Exercise prompt
From the listing below, pick out each line with the word "body".

Given information
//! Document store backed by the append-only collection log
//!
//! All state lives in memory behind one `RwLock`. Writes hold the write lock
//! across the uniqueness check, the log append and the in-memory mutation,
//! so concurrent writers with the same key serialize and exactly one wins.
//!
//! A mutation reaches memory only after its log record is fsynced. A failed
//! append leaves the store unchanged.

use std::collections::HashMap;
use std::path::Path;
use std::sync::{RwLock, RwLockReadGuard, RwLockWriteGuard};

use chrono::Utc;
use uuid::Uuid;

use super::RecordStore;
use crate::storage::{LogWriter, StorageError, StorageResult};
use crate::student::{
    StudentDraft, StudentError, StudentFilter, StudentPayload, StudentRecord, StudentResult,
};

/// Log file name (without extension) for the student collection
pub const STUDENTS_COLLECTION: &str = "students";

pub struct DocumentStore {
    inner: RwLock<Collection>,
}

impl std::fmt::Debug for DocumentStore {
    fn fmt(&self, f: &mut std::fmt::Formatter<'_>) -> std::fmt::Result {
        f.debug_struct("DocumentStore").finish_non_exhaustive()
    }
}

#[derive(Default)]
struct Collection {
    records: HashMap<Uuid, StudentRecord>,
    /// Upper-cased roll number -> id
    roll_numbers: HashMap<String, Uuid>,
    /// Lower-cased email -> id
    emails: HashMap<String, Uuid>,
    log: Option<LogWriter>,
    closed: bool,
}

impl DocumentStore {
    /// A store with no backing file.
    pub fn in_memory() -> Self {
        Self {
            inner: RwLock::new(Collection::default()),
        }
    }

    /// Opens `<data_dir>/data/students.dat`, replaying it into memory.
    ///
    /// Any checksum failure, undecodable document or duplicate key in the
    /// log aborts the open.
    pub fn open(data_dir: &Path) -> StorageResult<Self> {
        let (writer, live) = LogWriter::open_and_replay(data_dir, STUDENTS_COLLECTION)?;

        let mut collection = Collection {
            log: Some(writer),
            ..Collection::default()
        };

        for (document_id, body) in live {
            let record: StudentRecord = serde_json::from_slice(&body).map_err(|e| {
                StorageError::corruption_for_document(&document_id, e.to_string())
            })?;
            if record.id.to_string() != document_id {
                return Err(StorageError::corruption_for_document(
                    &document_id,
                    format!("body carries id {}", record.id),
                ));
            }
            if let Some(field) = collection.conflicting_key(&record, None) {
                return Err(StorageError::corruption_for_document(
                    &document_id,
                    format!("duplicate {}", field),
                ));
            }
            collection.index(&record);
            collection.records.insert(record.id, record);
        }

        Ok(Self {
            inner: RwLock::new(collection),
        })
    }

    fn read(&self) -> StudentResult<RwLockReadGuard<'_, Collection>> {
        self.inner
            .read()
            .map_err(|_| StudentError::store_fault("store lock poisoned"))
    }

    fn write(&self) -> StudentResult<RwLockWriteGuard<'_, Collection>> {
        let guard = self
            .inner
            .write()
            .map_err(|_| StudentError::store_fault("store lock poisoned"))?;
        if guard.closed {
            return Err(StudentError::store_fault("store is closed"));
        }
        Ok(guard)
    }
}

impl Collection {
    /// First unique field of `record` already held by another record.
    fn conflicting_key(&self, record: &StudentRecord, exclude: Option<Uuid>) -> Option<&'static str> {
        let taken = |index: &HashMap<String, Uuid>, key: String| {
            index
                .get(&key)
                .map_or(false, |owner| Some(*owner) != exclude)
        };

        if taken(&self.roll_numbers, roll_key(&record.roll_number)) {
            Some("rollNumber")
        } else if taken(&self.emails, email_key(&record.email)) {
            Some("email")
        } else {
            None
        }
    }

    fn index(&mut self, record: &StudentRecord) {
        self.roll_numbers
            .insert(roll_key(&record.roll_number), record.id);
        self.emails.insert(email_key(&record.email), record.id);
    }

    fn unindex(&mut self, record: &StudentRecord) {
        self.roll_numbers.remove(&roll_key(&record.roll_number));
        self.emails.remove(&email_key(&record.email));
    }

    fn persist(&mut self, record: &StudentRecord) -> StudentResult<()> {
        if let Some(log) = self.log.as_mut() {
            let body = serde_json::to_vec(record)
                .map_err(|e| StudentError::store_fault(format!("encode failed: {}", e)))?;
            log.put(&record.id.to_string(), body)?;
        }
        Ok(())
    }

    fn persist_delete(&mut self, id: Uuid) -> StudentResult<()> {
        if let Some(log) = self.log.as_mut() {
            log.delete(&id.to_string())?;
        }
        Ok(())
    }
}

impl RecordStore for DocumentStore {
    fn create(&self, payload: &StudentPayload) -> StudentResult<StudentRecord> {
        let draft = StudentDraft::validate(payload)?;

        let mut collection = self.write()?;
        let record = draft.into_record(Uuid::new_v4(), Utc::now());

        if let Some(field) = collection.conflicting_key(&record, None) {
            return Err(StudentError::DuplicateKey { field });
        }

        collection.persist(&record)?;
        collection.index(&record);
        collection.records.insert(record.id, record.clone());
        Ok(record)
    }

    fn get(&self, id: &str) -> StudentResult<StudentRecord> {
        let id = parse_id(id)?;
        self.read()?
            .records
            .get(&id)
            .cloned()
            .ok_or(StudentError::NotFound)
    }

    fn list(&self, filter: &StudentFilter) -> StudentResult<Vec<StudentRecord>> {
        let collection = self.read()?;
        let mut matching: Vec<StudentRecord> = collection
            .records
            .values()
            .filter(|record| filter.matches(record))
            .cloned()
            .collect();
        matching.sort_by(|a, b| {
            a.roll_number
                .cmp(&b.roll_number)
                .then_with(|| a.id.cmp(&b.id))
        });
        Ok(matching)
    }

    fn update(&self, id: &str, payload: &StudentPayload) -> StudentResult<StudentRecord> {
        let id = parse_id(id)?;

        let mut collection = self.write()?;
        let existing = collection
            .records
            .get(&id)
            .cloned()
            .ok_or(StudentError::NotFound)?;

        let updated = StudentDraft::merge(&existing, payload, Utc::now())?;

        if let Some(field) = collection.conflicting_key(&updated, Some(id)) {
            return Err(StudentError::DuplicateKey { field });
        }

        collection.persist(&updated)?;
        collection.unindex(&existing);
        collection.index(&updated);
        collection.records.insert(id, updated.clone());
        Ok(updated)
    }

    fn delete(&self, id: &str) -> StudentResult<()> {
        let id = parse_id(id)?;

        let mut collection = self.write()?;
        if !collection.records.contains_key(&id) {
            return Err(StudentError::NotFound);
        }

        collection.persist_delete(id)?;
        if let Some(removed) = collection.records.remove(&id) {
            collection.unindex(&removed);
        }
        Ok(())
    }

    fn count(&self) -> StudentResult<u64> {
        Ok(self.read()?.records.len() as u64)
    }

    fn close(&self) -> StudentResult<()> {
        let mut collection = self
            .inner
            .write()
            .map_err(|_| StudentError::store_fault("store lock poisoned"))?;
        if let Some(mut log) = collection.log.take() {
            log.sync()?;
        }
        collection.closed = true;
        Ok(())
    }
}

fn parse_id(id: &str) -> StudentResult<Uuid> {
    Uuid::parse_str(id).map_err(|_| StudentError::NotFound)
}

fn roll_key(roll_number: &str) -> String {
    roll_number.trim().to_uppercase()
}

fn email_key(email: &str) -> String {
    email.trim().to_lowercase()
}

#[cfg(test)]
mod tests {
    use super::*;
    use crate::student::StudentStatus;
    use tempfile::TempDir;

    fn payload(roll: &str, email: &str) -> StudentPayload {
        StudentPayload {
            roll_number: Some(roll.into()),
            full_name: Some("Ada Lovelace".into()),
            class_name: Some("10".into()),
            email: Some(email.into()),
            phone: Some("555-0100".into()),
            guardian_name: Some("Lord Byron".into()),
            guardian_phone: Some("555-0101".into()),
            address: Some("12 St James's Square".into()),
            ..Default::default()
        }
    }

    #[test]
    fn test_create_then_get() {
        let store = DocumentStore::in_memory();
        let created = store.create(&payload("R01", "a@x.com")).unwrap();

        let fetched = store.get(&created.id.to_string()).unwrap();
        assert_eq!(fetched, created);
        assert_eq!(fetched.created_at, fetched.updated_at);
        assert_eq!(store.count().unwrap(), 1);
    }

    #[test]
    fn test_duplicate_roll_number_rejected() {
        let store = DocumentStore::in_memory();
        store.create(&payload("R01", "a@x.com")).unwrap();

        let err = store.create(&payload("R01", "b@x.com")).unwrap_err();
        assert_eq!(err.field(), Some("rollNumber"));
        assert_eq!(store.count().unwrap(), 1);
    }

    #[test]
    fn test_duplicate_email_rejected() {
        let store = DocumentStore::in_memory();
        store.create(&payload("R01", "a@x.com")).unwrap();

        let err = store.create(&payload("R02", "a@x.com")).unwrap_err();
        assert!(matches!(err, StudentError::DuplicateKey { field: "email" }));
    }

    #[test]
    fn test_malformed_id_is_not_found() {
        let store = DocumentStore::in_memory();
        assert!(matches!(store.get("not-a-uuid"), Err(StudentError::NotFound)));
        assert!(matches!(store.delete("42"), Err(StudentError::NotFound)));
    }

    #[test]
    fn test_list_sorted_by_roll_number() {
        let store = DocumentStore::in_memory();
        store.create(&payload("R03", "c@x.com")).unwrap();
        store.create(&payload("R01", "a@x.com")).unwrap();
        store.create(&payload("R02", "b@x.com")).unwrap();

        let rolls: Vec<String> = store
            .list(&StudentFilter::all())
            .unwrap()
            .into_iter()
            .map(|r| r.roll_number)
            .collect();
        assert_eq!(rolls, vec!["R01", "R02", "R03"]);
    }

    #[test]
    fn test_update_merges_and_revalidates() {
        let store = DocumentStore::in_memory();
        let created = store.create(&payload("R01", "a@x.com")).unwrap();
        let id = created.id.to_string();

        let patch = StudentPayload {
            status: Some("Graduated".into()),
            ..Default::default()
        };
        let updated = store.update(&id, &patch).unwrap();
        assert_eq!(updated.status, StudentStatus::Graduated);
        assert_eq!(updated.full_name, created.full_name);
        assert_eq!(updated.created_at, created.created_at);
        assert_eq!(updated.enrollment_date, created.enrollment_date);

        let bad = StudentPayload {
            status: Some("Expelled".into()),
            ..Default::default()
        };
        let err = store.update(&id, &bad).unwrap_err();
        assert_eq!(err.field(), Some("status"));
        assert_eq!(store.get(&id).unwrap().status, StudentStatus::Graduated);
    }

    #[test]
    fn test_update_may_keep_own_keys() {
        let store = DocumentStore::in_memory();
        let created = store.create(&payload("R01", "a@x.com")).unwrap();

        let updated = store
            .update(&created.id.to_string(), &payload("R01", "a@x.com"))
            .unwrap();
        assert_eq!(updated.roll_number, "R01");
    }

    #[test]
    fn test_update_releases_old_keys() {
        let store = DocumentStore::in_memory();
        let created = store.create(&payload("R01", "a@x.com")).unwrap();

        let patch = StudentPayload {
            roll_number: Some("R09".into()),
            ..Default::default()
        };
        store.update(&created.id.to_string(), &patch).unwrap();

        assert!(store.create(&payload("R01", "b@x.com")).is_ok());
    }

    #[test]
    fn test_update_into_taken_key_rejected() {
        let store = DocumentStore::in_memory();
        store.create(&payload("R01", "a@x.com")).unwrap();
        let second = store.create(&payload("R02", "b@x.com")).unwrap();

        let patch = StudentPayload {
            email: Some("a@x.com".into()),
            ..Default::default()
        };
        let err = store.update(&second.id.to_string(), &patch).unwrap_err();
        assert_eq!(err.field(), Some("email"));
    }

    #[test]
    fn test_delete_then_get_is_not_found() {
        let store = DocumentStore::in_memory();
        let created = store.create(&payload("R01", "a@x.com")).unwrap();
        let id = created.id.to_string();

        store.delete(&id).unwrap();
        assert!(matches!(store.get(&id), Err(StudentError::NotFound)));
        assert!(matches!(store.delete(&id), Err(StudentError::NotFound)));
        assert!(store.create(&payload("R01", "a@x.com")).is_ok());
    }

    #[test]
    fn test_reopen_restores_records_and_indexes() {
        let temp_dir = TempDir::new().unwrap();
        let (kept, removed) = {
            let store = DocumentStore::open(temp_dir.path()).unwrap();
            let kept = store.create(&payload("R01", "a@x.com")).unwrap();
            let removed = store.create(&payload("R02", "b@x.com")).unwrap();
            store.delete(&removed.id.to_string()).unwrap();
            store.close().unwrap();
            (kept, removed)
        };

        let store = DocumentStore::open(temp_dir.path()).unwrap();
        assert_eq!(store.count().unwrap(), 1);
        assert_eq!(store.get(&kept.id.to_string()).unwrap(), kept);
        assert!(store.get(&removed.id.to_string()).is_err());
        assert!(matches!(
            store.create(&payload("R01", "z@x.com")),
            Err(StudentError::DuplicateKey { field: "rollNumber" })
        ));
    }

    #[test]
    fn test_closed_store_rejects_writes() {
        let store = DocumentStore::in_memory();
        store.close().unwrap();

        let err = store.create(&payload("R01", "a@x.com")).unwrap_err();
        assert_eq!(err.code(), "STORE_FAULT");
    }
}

Solution for this problem
        for (document_id, body) in live {
            let record: StudentRecord = serde_json::from_slice(&body).map_err(|e| {
                    format!("body carries id {}", record.id),
            let body = serde_json::to_vec(record)
            log.put(&record.id.to_string(), body)?;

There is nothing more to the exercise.